By: Lorimer Wilson, Managing Editor of munKNEE.com
The gold:oil (WTIC) ratio tells us how many barrels of West Texas Intermediate Crude (WTIC) are needed to buy one troy ounce of gold, serving as a price-based indicator of the relative value of these two important assets.
Traditional investing mantra tells says that gold appreciates in price during tumultuous economic and financial times and it did just that with the advent of COVID-19, jumping from $1,550 per troy ounce (ozt.) in January 2020 to $2,070/ozt. (+33.5%) in August 2020 at the height of the pandemic before declining 14% to its current $1,775/ozt. as the third wave of infections slowly dissipated.
Conversely, a slowdown in economic activity resulting from the COVID-19 pandemic caused the price per barrel of WTIC to crater by 81.7% from $63.27 in early January 2020 to just $11.57 before rebounding by a whopping 530% to its current $72.85.

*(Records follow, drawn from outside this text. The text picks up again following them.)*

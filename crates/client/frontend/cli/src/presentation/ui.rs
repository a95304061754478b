//! UI rendering using the widget set and the ViewModel.
//!
//! This module provides the main render entry point that composes all widgets
//! to create the complete terminal UI.
use anyhow::Result;
use ratatui::layout::{Constraint, Direction, Layout, Rect};

use crate::{
    presentation::{terminal::Tui, theme::RatatuiTheme, widgets},
    state::{AppMode, AppState},
};
use client_frontend_core::view_model::ViewModel;

/// Description panel contents, taken from the description mirror.
pub struct DraftView<'a> {
    pub text: &'a str,
    pub dirty: bool,
    pub editing: bool,
}

/// Rendering context containing all state and configuration needed for UI rendering.
pub struct RenderContext<'a> {
    pub view_model: &'a ViewModel,
    pub app_state: &'a AppState,
    pub draft: DraftView<'a>,
    pub message_panel_height: u16,
}

/// Render the terminal UI.
///
/// This function routes rendering based on the current app mode:
/// - **Full-screen modes**: Completely replace the tracker UI (SaveMenu)
/// - **Overlay modes**: Render the tracker with a modal on top (Prompt, Help)
/// - **Standard modes**: Render the tracker (Normal, EditDescription)
pub fn render_with_view_model(terminal: &mut Tui, ctx: &RenderContext) -> Result<()> {
    let theme = RatatuiTheme;

    terminal.draw(|frame| {
        if ctx.app_state.mode.is_fullscreen() {
            render_fullscreen_mode(frame, ctx, &theme);
            return;
        }

        render_tracker_ui(frame, ctx, &theme);

        if ctx.app_state.mode.is_overlay() {
            render_overlay_mode(frame, ctx);
        }
    })?;

    Ok(())
}

/// Full-screen modes replace the tracker view entirely.
fn render_fullscreen_mode(frame: &mut ratatui::Frame, ctx: &RenderContext, theme: &RatatuiTheme) {
    if let AppMode::SaveMenu(menu) = &ctx.app_state.mode {
        widgets::save_menu::render_fullscreen(frame, frame.area(), menu, ctx.view_model, theme);
    }
}

/// Overlays are drawn centered on top of the tracker view.
fn render_overlay_mode(frame: &mut ratatui::Frame, ctx: &RenderContext) {
    match &ctx.app_state.mode {
        AppMode::Prompt(prompt) => {
            let area = centered_rect(60, 20, frame.area());
            widgets::prompt::render(frame, area, prompt);
        }
        AppMode::Help => {
            let area = centered_rect(60, 80, frame.area());
            widgets::help::render(frame, area);
        }
        _ => {}
    }
}

/// Render the standard tracker UI (header, panels, messages, footer).
fn render_tracker_ui(frame: &mut ratatui::Frame, ctx: &RenderContext, theme: &RatatuiTheme) {
    let chunks = Layout::default()
        .direction(Direction::Vertical)
        .constraints([
            Constraint::Length(3),                        // Header
            Constraint::Min(0),                           // Panels
            Constraint::Length(ctx.message_panel_height), // Messages
            Constraint::Length(2),                        // Footer
        ])
        .split(frame.area());

    widgets::header::render(frame, chunks[0], ctx.view_model, ctx.app_state, theme);

    let panels = Layout::default()
        .direction(Direction::Horizontal)
        .constraints([
            Constraint::Percentage(35), // Roster
            Constraint::Percentage(30), // Timeline
            Constraint::Percentage(35), // Details
        ])
        .split(chunks[1]);

    let focus = ctx.app_state.focus;
    widgets::roster::render(frame, panels[0], ctx.view_model, focus, theme);
    widgets::timeline::render(frame, panels[1], ctx.view_model, focus, theme);
    widgets::details::render(frame, panels[2], ctx.view_model, &ctx.draft, focus, theme);

    widgets::messages::render(
        frame,
        chunks[2],
        &ctx.view_model.messages,
        ctx.message_panel_height,
        theme,
    );

    widgets::footer::render(frame, chunks[3], ctx.app_state);
}

/// Create a centered rectangle for modal overlays.
fn centered_rect(percent_x: u16, percent_y: u16, r: Rect) -> Rect {
    let popup_layout = Layout::default()
        .direction(Direction::Vertical)
        .constraints([
            Constraint::Percentage((100 - percent_y) / 2),
            Constraint::Percentage(percent_y),
            Constraint::Percentage((100 - percent_y) / 2),
        ])
        .split(r);

    Layout::default()
        .direction(Direction::Horizontal)
        .constraints([
            Constraint::Percentage((100 - percent_x) / 2),
            Constraint::Percentage(percent_x),
            Constraint::Percentage((100 - percent_x) / 2),
        ])
        .split(popup_layout[1])[1]
}
//! Application state for mode management and UI context.

use chrono::{DateTime, Utc};
use runtime::Command;
use tracker_core::{Color, EntityId, ParseColorError, Tick};

/// Top-level application mode determining input handling and UI layout.
#[derive(Clone, Debug, PartialEq, Eq)]
pub enum AppMode {
    /// Browsing the roster and timeline.
    Normal,
    /// Typing into the description panel.
    EditDescription,
    /// Single-line prompt for a command argument.
    Prompt(PromptState),
    /// Full-screen save/load menu.
    SaveMenu(SaveMenuState),
    /// Key binding overlay.
    Help,
}

impl AppMode {
    pub fn is_fullscreen(&self) -> bool {
        matches!(self, AppMode::SaveMenu(_))
    }

    pub fn is_overlay(&self) -> bool {
        matches!(self, AppMode::Prompt(_) | AppMode::Help)
    }
}

/// Panel that receives cursor movement.
#[derive(Clone, Copy, Debug, Default, PartialEq, Eq)]
pub enum Focus {
    #[default]
    Roster,
    Timeline,
    Description,
}

impl Focus {
    pub fn next(self) -> Self {
        match self {
            Focus::Roster => Focus::Timeline,
            Focus::Timeline => Focus::Description,
            Focus::Description => Focus::Roster,
        }
    }
}

/// What a prompt asks for. Entity-bound prompts carry their target.
#[derive(Clone, Copy, Debug, PartialEq, Eq)]
pub enum PromptKind {
    AddEntity,
    Rename(EntityId),
    Recolor(EntityId),
    JoinRoll(EntityId),
    RollDice(EntityId),
    Act(EntityId),
    JoinInProgress(EntityId),
    SetTick(EntityId),
    SaveAs,
}

/// Result of submitting a prompt.
#[derive(Clone, Debug, PartialEq, Eq)]
pub enum PromptOutcome {
    Execute(Command),
    SaveAs(String),
}

impl PromptKind {
    pub fn title(self) -> &'static str {
        match self {
            PromptKind::AddEntity => "Add combatant",
            PromptKind::Rename(_) => "Rename",
            PromptKind::Recolor(_) => "Color (#rrggbb)",
            PromptKind::JoinRoll(_) => "Join battle successes",
            PromptKind::RollDice(_) => "Join battle dice pool",
            PromptKind::Act(_) => "Speed [action]",
            PromptKind::JoinInProgress(_) => "Join battle successes (late arrival)",
            PromptKind::SetTick(_) => "Move to tick",
            PromptKind::SaveAs => "Save as slot",
        }
    }

    /// Parses prompt input into what should happen next.
    pub fn parse(self, input: &str) -> Result<PromptOutcome, PromptError> {
        let input = input.trim();
        let command = match self {
            PromptKind::AddEntity => Command::AddEntity {
                name: non_empty(input, "name")?.to_string(),
                color: None,
            },
            PromptKind::Rename(entity) => Command::Rename {
                entity,
                name: non_empty(input, "name")?.to_string(),
            },
            PromptKind::Recolor(entity) => Command::Recolor {
                entity,
                color: input.parse::<Color>()?,
            },
            PromptKind::JoinRoll(entity) => Command::RecordJoinRoll {
                entity,
                successes: number(input, "successes")?,
            },
            PromptKind::RollDice(entity) => Command::RollJoinBattle {
                entity,
                dice: number(input, "dice")?,
            },
            PromptKind::Act(entity) => {
                let (speed, label) = input.split_once(' ').unwrap_or((input, ""));
                Command::Act {
                    entity,
                    speed: number(speed, "speed")?,
                    label: label.trim().to_string(),
                }
            }
            PromptKind::JoinInProgress(entity) => Command::JoinInProgress {
                entity,
                successes: number(input, "successes")?,
            },
            PromptKind::SetTick(entity) => Command::SetTick {
                entity,
                tick: Tick(number(input, "tick")?),
            },
            PromptKind::SaveAs => {
                return Ok(PromptOutcome::SaveAs(non_empty(input, "slot")?.to_string()));
            }
        };
        Ok(PromptOutcome::Execute(command))
    }
}

/// Why prompt input could not be turned into a command.
#[derive(Debug, Clone, PartialEq, Eq, thiserror::Error)]
pub enum PromptError {
    #[error("{0} must not be empty")]
    Empty(&'static str),

    #[error("{what} must be a whole number, got {input:?}")]
    NotANumber { what: &'static str, input: String },

    #[error(transparent)]
    Color(#[from] ParseColorError),
}

fn non_empty<'a>(input: &'a str, what: &'static str) -> Result<&'a str, PromptError> {
    if input.is_empty() {
        Err(PromptError::Empty(what))
    } else {
        Ok(input)
    }
}

fn number<T: std::str::FromStr>(input: &str, what: &'static str) -> Result<T, PromptError> {
    input.trim().parse().map_err(|_| PromptError::NotANumber {
        what,
        input: input.to_string(),
    })
}

/// Single-line text prompt.
#[derive(Clone, Debug, PartialEq, Eq)]
pub struct PromptState {
    pub kind: PromptKind,
    pub input: String,
    pub error: Option<String>,
}

impl PromptState {
    pub fn new(kind: PromptKind) -> Self {
        Self {
            kind,
            input: String::new(),
            error: None,
        }
    }

    pub fn with_input(kind: PromptKind, input: impl Into<String>) -> Self {
        Self {
            input: input.into(),
            ..Self::new(kind)
        }
    }
}

/// One save slot as listed by the save menu.
#[derive(Clone, Debug, PartialEq, Eq)]
pub struct SlotInfo {
    pub name: String,
    pub entities: usize,
    pub saved_at: Option<DateTime<Utc>>,
    /// Set when the slot exists but could not be read.
    pub error: Option<String>,
}

/// Save/load menu state.
#[derive(Clone, Debug, Default, PartialEq, Eq)]
pub struct SaveMenuState {
    pub slots: Vec<SlotInfo>,
    pub selected_index: usize,
    /// Delete waits for a second press.
    pub confirm_delete: bool,
}

impl SaveMenuState {
    pub fn new(slots: Vec<SlotInfo>) -> Self {
        Self {
            slots,
            ..Self::default()
        }
    }

    pub fn selected(&self) -> Option<&SlotInfo> {
        self.slots.get(self.selected_index)
    }

    pub fn move_selection(&mut self, delta: isize) {
        self.confirm_delete = false;
        if let Some(last) = self.slots.len().checked_sub(1) {
            self.selected_index = self.selected_index.saturating_add_signed(delta).min(last);
        }
    }

    /// Keeps the cursor on the same slot name after a refresh where possible.
    pub fn replace_slots(&mut self, slots: Vec<SlotInfo>) {
        let current = self.selected().map(|slot| slot.name.clone());
        self.slots = slots;
        self.selected_index = current
            .and_then(|name| self.slots.iter().position(|slot| slot.name == name))
            .unwrap_or(0)
            .min(self.slots.len().saturating_sub(1));
        self.confirm_delete = false;
    }
}

/// Mutable application state tracking current mode and focus.
#[derive(Clone, Debug)]
pub struct AppState {
    pub mode: AppMode,
    pub focus: Focus,
    /// Slot written by quick-save.
    pub slot: String,
}

impl AppState {
    pub fn new(slot: impl Into<String>) -> Self {
        Self {
            mode: AppMode::Normal,
            focus: Focus::default(),
            slot: slot.into(),
        }
    }

    pub fn open_prompt(&mut self, prompt: PromptState) {
        self.mode = AppMode::Prompt(prompt);
    }

    /// Exits to Normal mode.
    pub fn exit_to_normal(&mut self) {
        self.mode = AppMode::Normal;
    }

    /// Returns true if currently in a modal mode requiring manual input.
    pub fn is_modal(&self) -> bool {
        !matches!(self.mode, AppMode::Normal)
    }

    pub fn cycle_focus(&mut self) {
        self.focus = self.focus.next();
    }
}

#[cfg(test)]
mod tests {
    use super::*;

    #[test]
    fn default_mode_is_normal() {
        let state = AppState::new("session");
        assert_eq!(state.mode, AppMode::Normal);
        assert_eq!(state.focus, Focus::Roster);
        assert!(!state.is_modal());
    }

    #[test]
    fn modes_pick_their_layer() {
        let menu = AppMode::SaveMenu(SaveMenuState::new(Vec::new()));
        assert!(menu.is_fullscreen() && !menu.is_overlay());
        assert!(AppMode::Help.is_overlay());
        assert!(AppMode::Prompt(PromptState::new(PromptKind::AddEntity)).is_overlay());
        for mode in [AppMode::Normal, AppMode::EditDescription] {
            assert!(!mode.is_fullscreen() && !mode.is_overlay());
        }
    }

    #[test]
    fn focus_cycles_through_panels() {
        let mut state = AppState::new("session");
        state.cycle_focus();
        assert_eq!(state.focus, Focus::Timeline);
        state.cycle_focus();
        state.cycle_focus();
        assert_eq!(state.focus, Focus::Roster);
    }

    #[test]
    fn act_prompt_takes_speed_and_label() {
        let entity = EntityId(2);
        assert_eq!(
            PromptKind::Act(entity).parse(" 5  heavy strike "),
            Ok(PromptOutcome::Execute(Command::Act {
                entity,
                speed: 5,
                label: "heavy strike".into(),
            }))
        );
        assert_eq!(
            PromptKind::Act(entity).parse("3"),
            Ok(PromptOutcome::Execute(Command::Act {
                entity,
                speed: 3,
                label: String::new(),
            }))
        );
        assert!(PromptKind::Act(entity).parse("fast").is_err());
    }

    #[test]
    fn prompts_reject_bad_input() {
        assert_eq!(
            PromptKind::AddEntity.parse("   "),
            Err(PromptError::Empty("name"))
        );
        assert!(matches!(
            PromptKind::Recolor(EntityId(1)).parse("red"),
            Err(PromptError::Color(_))
        ));
        let err = PromptKind::JoinRoll(EntityId(1)).parse("-1").unwrap_err();
        assert_eq!(err.to_string(), "successes must be a whole number, got \"-1\"");
        assert_eq!(
            PromptKind::SaveAs.parse(" backup "),
            Ok(PromptOutcome::SaveAs("backup".into()))
        );
        assert_eq!(
            PromptKind::SetTick(EntityId(1)).parse("12"),
            Ok(PromptOutcome::Execute(Command::SetTick {
                entity: EntityId(1),
                tick: Tick(12),
            }))
        );
    }

    #[test]
    fn save_menu_keeps_cursor_on_refresh() {
        let slot = |name: &str| SlotInfo {
            name: name.into(),
            entities: 0,
            saved_at: None,
            error: None,
        };
        let mut menu = SaveMenuState::new(vec![slot("a"), slot("b"), slot("c")]);
        menu.move_selection(1);
        menu.replace_slots(vec![slot("b"), slot("c")]);
        assert_eq!(menu.selected().map(|s| s.name.as_str()), Some("b"));

        menu.replace_slots(vec![slot("z")]);
        assert_eq!(menu.selected_index, 0);
        menu.move_selection(5);
        assert_eq!(menu.selected_index, 0);
    }
}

The resultant Gold:WTIC Ratio over that time period is illustrated in the chart below:
Whenever the gold:oil ratio has exceeded 30:1 (i.e., oil is cheap relative to gold), crude oil has returned 32%, on average, over the next twelve months.
Whenever the gold:oil ratio has been less than 10:1 (i.e., oil was expensive relative to gold), crude oil has lost 7%, on average, over the next twelve months.
Whenever the gold:oil ratio has been between 10 and 30, crude oil has returned 5%, on average, in the following 12 months.
Whenever there has been a major spike in crude oil prices over the past 50 years has been followed by a rising gold price as illustrated in the chart below:
If the above holds true this time round with WTIC having increased by 84% in just the last 12 months alone the above analysis strongly suggests that Gold is about to soar.